= TASK TO CARRY OUT =
Please repeat the lines below, exactly and only, from the one that holds "split improves on" through the one that holds "for feature in".

= RECORDS FOR THIS EXERCISE =

//! Random forest of Gini CART trees.

use log::debug;
use ndarray::{Array1, Array2, ArrayView1, ArrayView2};
use rand::rngs::StdRng;
use rand::seq::index;
use rand::{Rng, SeedableRng};
use serde::{Deserialize, Serialize};

use super::{
    check_prediction_input, check_training_input, distinct_labels, ClassifierError,
    ClassifierKind, StatModel,
};

/// Random forest hyperparameters.
#[derive(Debug, Clone, Copy, PartialEq, Serialize, Deserialize)]
pub struct RTreesParams {
    /// Features sampled at every node. 0 means the square root of the
    /// feature count.
    pub active_vars: usize,
    /// Maximum number of trees.
    pub max_trees: usize,
    /// Stop adding trees once the out-of-bag error is at most this value.
    pub oob_epsilon: f32,
    pub max_depth: usize,
    /// Nodes with fewer samples become leaves.
    pub min_samples_split: usize,
}

impl Default for RTreesParams {
    fn default() -> Self {
        Self {
            active_vars: 0,
            max_trees: 50,
            oob_epsilon: 0.1,
            max_depth: 10,
            min_samples_split: 2,
        }
    }
}

impl RTreesParams {
    fn validate(&self) -> Result<(), ClassifierError> {
        if self.max_trees == 0 {
            return Err(ClassifierError::InvalidParams("T must be at least 1".to_string()));
        }
        if !(self.oob_epsilon >= 0.0 && self.oob_epsilon.is_finite()) {
            return Err(ClassifierError::InvalidParams(format!(
                "E must be a non-negative number, got {}",
                self.oob_epsilon
            )));
        }
        if self.max_depth == 0 {
            return Err(ClassifierError::InvalidParams("max depth must be at least 1".to_string()));
        }
        Ok(())
    }

    fn active_vars_for(&self, features: usize) -> usize {
        let wanted = if self.active_vars == 0 {
            (features as f64).sqrt().round() as usize
        } else {
            self.active_vars
        };
        wanted.clamp(1, features)
    }
}

#[derive(Debug, Clone, Serialize, Deserialize)]
enum Node {
    Leaf {
        class: usize,
    },
    Split {
        feature: usize,
        threshold: f32,
        left: usize,
        right: usize,
    },
}

/// One tree stored as a flat node list; node 0 is the root.
#[derive(Debug, Clone, Serialize, Deserialize)]
struct Tree {
    nodes: Vec<Node>,
}

impl Tree {
    /// Children always come after their parent, so a valid tree has no
    /// cycles and every walk ends on a leaf.
    fn validate(&self, features: usize, classes: usize) -> Result<(), ClassifierError> {
        if self.nodes.is_empty() {
            return Err(ClassifierError::Corrupt("empty tree".to_string()));
        }
        for (index, node) in self.nodes.iter().enumerate() {
            match *node {
                Node::Leaf { class } if class >= classes => {
                    return Err(ClassifierError::Corrupt(format!(
                        "leaf {index} votes for class {class} of {classes}"
                    )));
                }
                Node::Leaf { .. } => {}
                Node::Split {
                    feature,
                    left,
                    right,
                    ..
                } => {
                    if feature >= features {
                        return Err(ClassifierError::Corrupt(format!(
                            "node {index} splits on feature {feature} of {features}"
                        )));
                    }
                    for child in [left, right] {
                        if child <= index || child >= self.nodes.len() {
                            return Err(ClassifierError::Corrupt(format!(
                                "node {index} points to node {child} of {}",
                                self.nodes.len()
                            )));
                        }
                    }
                }
            }
        }
        Ok(())
    }

    fn predict(&self, sample: ArrayView1<f32>) -> usize {
        let mut current = 0;
        loop {
            match self.nodes[current] {
                Node::Leaf { class } => return class,
                Node::Split {
                    feature,
                    threshold,
                    left,
                    right,
                } => {
                    current = if sample[feature] <= threshold { left } else { right };
                }
            }
        }
    }
}

struct TreeBuilder<'s, 'b> {
    samples: ArrayView2<'s, f32>,
    targets: &'b [usize],
    n_classes: usize,
    active_vars: usize,
    params: &'b RTreesParams,
    nodes: Vec<Node>,
}

impl TreeBuilder<'_, '_> {
    fn grow(&mut self, rows: Vec<usize>, depth: usize, rng: &mut StdRng) -> usize {
        let counts = self.class_counts(&rows);
        let majority = argmax(&counts);
        let node = self.nodes.len();
        self.nodes.push(Node::Leaf { class: majority });

        if depth >= self.params.max_depth
            || rows.len() < self.params.min_samples_split.max(2)
            || counts[majority] == rows.len()
        {
            return node;
        }
        let Some((feature, threshold)) = self.best_split(&rows, gini(&counts, rows.len()), rng) else {
            return node;
        };

        let (left_rows, right_rows): (Vec<usize>, Vec<usize>) = rows
            .into_iter()
            .partition(|&row| self.samples[[row, feature]] <= threshold);
        let left = self.grow(left_rows, depth + 1, rng);
        let right = self.grow(right_rows, depth + 1, rng);
        self.nodes[node] = Node::Split {
            feature,
            threshold,
            left,
            right,
        };
        node
    }

    /// Returns the (feature, threshold) pair with the lowest weighted Gini
    /// impurity among randomly drawn features, if any split improves on
    /// `parent_impurity`.
    fn best_split(&self, rows: &[usize], parent_impurity: f64, rng: &mut StdRng) -> Option<(usize, f32)> {
        let total = rows.len();
        let mut best: Option<(f64, usize, f32)> = None;

        for feature in index::sample(rng, self.samples.ncols(), self.active_vars).into_iter() {
            let mut column: Vec<(f32, usize)> = rows
                .iter()
                .map(|&row| (self.samples[[row, feature]], self.targets[row]))
                .collect();
            column.sort_by(|a, b| a.0.total_cmp(&b.0));

            let mut left = vec![0usize; self.n_classes];
            let mut right = self.class_counts(rows);
            for position in 0..total - 1 {
                let (value, class) = column[position];
                left[class] += 1;
                right[class] -= 1;
                let next = column[position + 1].0;
                if value == next {
                    continue;
                }
                let left_len = position + 1;
                let right_len = total - left_len;
                let impurity = (left_len as f64 * gini(&left, left_len)
                    + right_len as f64 * gini(&right, right_len))
                    / total as f64;
                if best.map_or(true, |(lowest, _, _)| impurity < lowest) {
                    let middle = value + (next - value) / 2.0;
                    let threshold = if middle < next { middle } else { value };
                    best = Some((impurity, feature, threshold));
                }
            }
        }

        best.filter(|(impurity, _, _)| *impurity < parent_impurity)
            .map(|(_, feature, threshold)| (feature, threshold))
    }

    fn class_counts(&self, rows: &[usize]) -> Vec<usize> {
        let mut counts = vec![0usize; self.n_classes];
        for &row in rows {
            counts[self.targets[row]] += 1;
        }
        counts
    }
}

fn gini(counts: &[usize], total: usize) -> f64 {
    if total == 0 {
        return 0.0;
    }
    let total = total as f64;
    1.0 - counts
        .iter()
        .map(|&count| {
            let p = count as f64 / total;
            p * p
        })
        .sum::<f64>()
}

/// Index of the largest count, the lowest index on ties.
fn argmax(counts: &[usize]) -> usize {
    counts
        .iter()
        .enumerate()
        .fold((0, 0), |best, (index, &count)| {
            if count > best.1 {
                (index, count)
            } else {
                best
            }
        })
        .0
}

#[derive(Debug, Clone, Serialize, Deserialize)]
struct Forest {
    classes: Vec<i32>,
    features: usize,
    trees: Vec<Tree>,
    oob_error: Option<f32>,
}

#[derive(Debug, Clone, Serialize, Deserialize)]
pub struct RTrees {
    params: RTreesParams,
    seed: u64,
    forest: Option<Forest>,
}

impl RTrees {
    pub fn new(params: RTreesParams, seed: u64) -> Result<Self, ClassifierError> {
        params.validate()?;
        Ok(Self {
            params,
            seed,
            forest: None,
        })
    }

    pub fn params(&self) -> &RTreesParams {
        &self.params
    }

    pub fn tree_count(&self) -> usize {
        self.forest.as_ref().map_or(0, |forest| forest.trees.len())
    }

    /// Out-of-bag error of the trained forest, when any sample was left out
    /// of at least one bootstrap.
    pub fn oob_error(&self) -> Option<f32> {
        self.forest.as_ref().and_then(|forest| forest.oob_error)
    }
}

impl StatModel for RTrees {
    fn kind(&self) -> ClassifierKind {
        ClassifierKind::RTrees
    }

    fn train(&mut self, samples: ArrayView2<f32>, labels: ArrayView1<i32>) -> Result<(), ClassifierError> {
        check_training_input(samples, labels)?;
        let n = samples.nrows();
        let classes = distinct_labels(labels);
        let targets: Vec<usize> = labels
            .iter()
            .map(|label| classes.iter().position(|class| class == label).unwrap_or(0))
            .collect();
        let active_vars = self.params.active_vars_for(samples.ncols());
        let mut rng = StdRng::seed_from_u64(self.seed);

        let mut trees = Vec::new();
        let mut oob_votes = Array2::<u32>::zeros((n, classes.len()));
        let mut oob_error = None;
        while trees.len() < self.params.max_trees {
            let mut in_bag = vec![false; n];
            let bootstrap: Vec<usize> = (0..n)
                .map(|_| {
                    let row = rng.gen_range(0..n);
                    in_bag[row] = true;
                    row
                })
                .collect();

            let mut builder = TreeBuilder {
                samples: samples.view(),
                targets: &targets,
                n_classes: classes.len(),
                active_vars,
                params: &self.params,
                nodes: Vec::new(),
            };
            builder.grow(bootstrap, 0, &mut rng);
            let tree = Tree {
                nodes: builder.nodes,
            };

            for row in (0..n).filter(|&row| !in_bag[row]) {
                oob_votes[[row, tree.predict(samples.row(row))]] += 1;
            }
            trees.push(tree);

            let (mut voted, mut wrong) = (0usize, 0usize);
            for (row, votes) in oob_votes.outer_iter().enumerate() {
                let votes = votes.to_vec();
                if votes.iter().any(|&count| count > 0) {
                    voted += 1;
                    if argmax_u32(&votes) != targets[row] {
                        wrong += 1;
                    }
                }
            }
            if voted > 0 {
                let error = wrong as f32 / voted as f32;
                oob_error = Some(error);
                if error <= self.params.oob_epsilon {
                    break;
                }
            }
        }

        debug!(
            "Random forest grew {} trees, out-of-bag error {:?}",
            trees.len(),
            oob_error
        );
        self.forest = Some(Forest {
            classes,
            features: samples.ncols(),
            trees,
            oob_error,
        });
        Ok(())
    }

    fn is_trained(&self) -> bool {
        self.forest
            .as_ref()
            .is_some_and(|forest| !forest.trees.is_empty())
    }

    fn validate(&self) -> Result<(), ClassifierError> {
        self.params
            .validate()
            .map_err(|err| ClassifierError::Corrupt(err.to_string()))?;
        let Some(forest) = &self.forest else {
            return Ok(());
        };
        if forest.classes.is_empty() || forest.features == 0 {
            return Err(ClassifierError::Corrupt(
                "forest has no classes or no features".to_string(),
            ));
        }
        for tree in &forest.trees {
            tree.validate(forest.features, forest.classes.len())?;
        }
        Ok(())
    }

    fn predict(&self, samples: ArrayView2<f32>) -> Result<Array1<i32>, ClassifierError> {
        let forest = self.forest.as_ref().ok_or(ClassifierError::NotTrained)?;
        check_prediction_input(samples, forest.features)?;
        Ok(samples
            .outer_iter()
            .map(|row| {
                let mut votes = vec![0u32; forest.classes.len()];
                for tree in &forest.trees {
                    votes[tree.predict(row)] += 1;
                }
                forest.classes[argmax_u32(&votes)]
            })
            .collect())
    }

    fn describe(&self) -> String {
        format!("RTrees classifier with {} trees", self.tree_count())
    }

    fn to_blob(&self) -> Result<serde_json::Value, ClassifierError> {
        serde_json::to_value(self).map_err(ClassifierError::Encode)
    }
}

fn argmax_u32(votes: &[u32]) -> usize {
    argmax(&votes.iter().map(|&v| v as usize).collect::<Vec<_>>())
}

= FINISHED EXERCISE =
    /// impurity among randomly drawn features, if any split improves on
    /// `parent_impurity`.
    fn best_split(&self, rows: &[usize], parent_impurity: f64, rng: &mut StdRng) -> Option<(usize, f32)> {
        let total = rows.len();
        let mut best: Option<(f64, usize, f32)> = None;

        for feature in index::sample(rng, self.samples.ncols(), self.active_vars).into_iter() {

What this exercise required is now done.